### TASK
From the first line of the records through the line containing "use tokio::sync::mpsc;", retype every line exactly and nothing else.

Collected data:
:::::

use std::sync::Arc;
use std::time::Duration;

use ethers::middleware::SignerMiddleware;
use ethers::prelude::k256::ecdsa::SigningKey;
use ethers::providers::{Http, Middleware, Provider};
use ethers::signers::{LocalWallet, Signer, Wallet};
use ethers::types::{Address, Bytes, H256, U256};
use tokio::sync::mpsc;
use tokio_util::sync::CancellationToken;
use tracing::{debug, info, warn};

use crate::abi::{Erc20, RollupProcessor};
use crate::decode::decode_block;
use crate::error::ChainError;
use crate::signature::pad_signatures;
use aggregator_types::Block;

pub type Signed = SignerMiddleware<Provider<Http>, Wallet<SigningKey>>;

#[derive(Debug, Clone)]
pub struct ContractStatus {
    pub next_rollup_id: u64,
    pub data_size: u64,
    pub data_root: [u8; 32],
    pub null_root: [u8; 32],
    pub root_root: [u8; 32],
}

#[derive(Debug, Clone)]
pub struct EscapeStatus {
    pub open: bool,
    pub blocks_remaining: u64,
}

/// Talks to the on-chain rollup processor and its supported ERC-20 assets.
/// Every call retries transient RPC failures with exponential backoff,
/// mirroring the retry posture of a long-lived chain client.
pub struct BlockchainAdapter {
    contract: RollupProcessor<Signed>,
    client: Arc<Signed>,
}

const MAX_RETRIES: u32 = 5;
const BASE_BACKOFF_MS: u64 = 200;

impl BlockchainAdapter {
    pub async fn new(
        rpc_url: &str,
        contract_address: Address,
        private_key: LocalWallet,
    ) -> Result<Self, ChainError> {
        let provider =
            Provider::<Http>::try_from(rpc_url).map_err(|e| ChainError::Rpc(e.to_string()))?;
        let chain_id = provider
            .get_chainid()
            .await
            .map_err(|e| ChainError::Rpc(e.to_string()))?;
        let wallet = private_key.with_chain_id(chain_id.as_u64());
        let client = Arc::new(SignerMiddleware::new(provider, wallet));
        let contract = RollupProcessor::new(contract_address, client.clone());
        Ok(Self { contract, client })
    }

    async fn with_retry<T, Fut, F>(&self, what: &str, mut f: F) -> Result<T, ChainError>
    where
        F: FnMut() -> Fut,
        Fut: std::future::Future<Output = Result<T, ChainError>>,
    {
        let mut attempt = 0;
        loop {
            match f().await {
                Ok(value) => return Ok(value),
                Err(err) if attempt < MAX_RETRIES => {
                    attempt += 1;
                    let backoff = BASE_BACKOFF_MS * 2u64.pow(attempt);
                    warn!(%what, attempt, %err, "retrying after backoff");
                    tokio::time::sleep(Duration::from_millis(backoff)).await;
                }
                Err(err) => return Err(err),
            }
        }
    }

    pub async fn test_connection(&self) -> Result<(), ChainError> {
        self.client
            .get_block_number()
            .await
            .map(|_| ())
            .map_err(|e| ChainError::Rpc(e.to_string()))
    }

    pub async fn status(&self) -> Result<ContractStatus, ChainError> {
        self.with_retry("status", || async {
            let next_rollup_id = self
                .contract
                .next_rollup_id()
                .call()
                .await
                .map_err(|e| ChainError::Contract(e.to_string()))?;
            let data_size = self
                .contract
                .data_size()
                .call()
                .await
                .map_err(|e| ChainError::Contract(e.to_string()))?;
            let data_root = self
                .contract
                .data_root()
                .call()
                .await
                .map_err(|e| ChainError::Contract(e.to_string()))?;
            let null_root = self
                .contract
                .null_root()
                .call()
                .await
                .map_err(|e| ChainError::Contract(e.to_string()))?;
            let root_root = self
                .contract
                .root_root()
                .call()
                .await
                .map_err(|e| ChainError::Contract(e.to_string()))?;
            Ok(ContractStatus {
                next_rollup_id: next_rollup_id.as_u64(),
                data_size: data_size.as_u64(),
                data_root,
                null_root,
                root_root,
            })
        })
        .await
    }

    pub async fn escape_status(&self) -> Result<EscapeStatus, ChainError> {
        let (open, blocks_remaining) = self
            .contract
            .get_escape_hatch_status()
            .call()
            .await
            .map_err(|e| ChainError::Contract(e.to_string()))?;
        Ok(EscapeStatus {
            open,
            blocks_remaining: blocks_remaining.as_u64(),
        })
    }

    pub async fn submit_rollup(
        &self,
        proof_data: Vec<u8>,
        signatures: &[Vec<u8>],
        sig_indexes: &[u64],
        viewing_keys: Vec<u8>,
        gas_limit: Option<U256>,
    ) -> Result<H256, ChainError> {
        let padded_signatures = pad_signatures(signatures)?;
        let sig_indexes: Vec<U256> = sig_indexes.iter().map(|i| U256::from(*i)).collect();

        let mut call = self.contract.process_rollup(
            Bytes::from(proof_data),
            Bytes::from(padded_signatures),
            sig_indexes,
            Bytes::from(viewing_keys),
        );
        if let Some(limit) = gas_limit {
            call = call.gas(limit);
        }
        let pending = call
            .send()
            .await
            .map_err(|e| ChainError::Contract(e.to_string()))?;
        let tx_hash = pending.tx_hash();
        info!(%tx_hash, "submitted rollup");
        Ok(tx_hash)
    }

    /// Confirmed rollup blocks at or after `rollup_id`, requiring at least
    /// `min_confirmations` on top of the block that carried each one.
    pub async fn blocks_from(
        &self,
        rollup_id: u64,
        min_confirmations: u64,
    ) -> Result<Vec<Block>, ChainError> {
        let latest = self
            .client
            .get_block_number()
            .await
            .map_err(|e| ChainError::Rpc(e.to_string()))?
            .as_u64();

        let filter = self
            .contract
            .event::<crate::abi::RollupProcessedFilter>()
            .from_block(0);
        let events = filter
            .query_with_meta()
            .await
            .map_err(|e| ChainError::Contract(e.to_string()))?;

        let mut blocks = Vec::new();
        for (event, meta) in events {
            if event.rollup_id.as_u64() < rollup_id {
                continue;
            }
            let block_num = meta.block_number.as_u64();
            if latest < block_num + min_confirmations {
                continue;
            }
            let tx = self
                .client
                .get_transaction(meta.transaction_hash)
                .await
                .map_err(|e| ChainError::Rpc(e.to_string()))?
                .ok_or(ChainError::MalformedCalldata)?;
            let header = self
                .client
                .get_block(block_num)
                .await
                .map_err(|e| ChainError::Rpc(e.to_string()))?
                .ok_or(ChainError::MalformedCalldata)?;
            let created = header.timestamp.as_u64();
            blocks.push(decode_block(&tx, block_num, created)?);
        }
        blocks.sort_by_key(|b| b.rollup_id);
        debug!(count = blocks.len(), "fetched confirmed rollup blocks");
        Ok(blocks)
    }

    pub async fn asset_balance(&self, asset: Address, holder: Address) -> Result<U256, ChainError> {
        let token = Erc20::new(asset, self.client.clone());
        token
            .balance_of(holder)
            .call()
            .await
            .map_err(|e| ChainError::Contract(e.to_string()))
    }

    pub async fn asset_allowance(
        &self,
        asset: Address,
        owner: Address,
        spender: Address,
    ) -> Result<U256, ChainError> {
        let token = Erc20::new(asset, self.client.clone());
        token
            .allowance(owner, spender)
            .call()
            .await
            .map_err(|e| ChainError::Contract(e.to_string()))
    }

    /// Polls for newly confirmed blocks every `poll_interval`, forwarding
    /// each to `tx` in rollup-id order. Exits once the receiver is dropped.
    pub async fn watch_blocks(
        self: Arc<Self>,
        tx: mpsc::UnboundedSender<Block>,
        poll_interval: Duration,
        min_confirmations: u64,
        cancel: CancellationToken,
    ) {
        let mut next_rollup_id = 0u64;
        loop {
            if cancel.is_cancelled() {
                debug!("block watcher cancelled");
                return;
            }
            match self.blocks_from(next_rollup_id, min_confirmations).await {
                Ok(blocks) => {
                    for block in blocks {
                        next_rollup_id = block.rollup_id + 1;
                        if tx.send(block).is_err() {
                            return;
                        }
                    }
                }
                Err(err) => warn!(%err, "failed to poll for confirmed blocks"),
            }
            tokio::select! {
                _ = cancel.cancelled() => {
                    debug!("block watcher cancelled");
                    return;
                }
                _ = tokio::time::sleep(poll_interval) => {}
            }
        }
    }
}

:::::

### THE COMPLETED TASK
use std::sync::Arc;
use std::time::Duration;

use ethers::middleware::SignerMiddleware;
use ethers::prelude::k256::ecdsa::SigningKey;
use ethers::providers::{Http, Middleware, Provider};
use ethers::signers::{LocalWallet, Signer, Wallet};
use ethers::types::{Address, Bytes, H256, U256};
use tokio::sync::mpsc;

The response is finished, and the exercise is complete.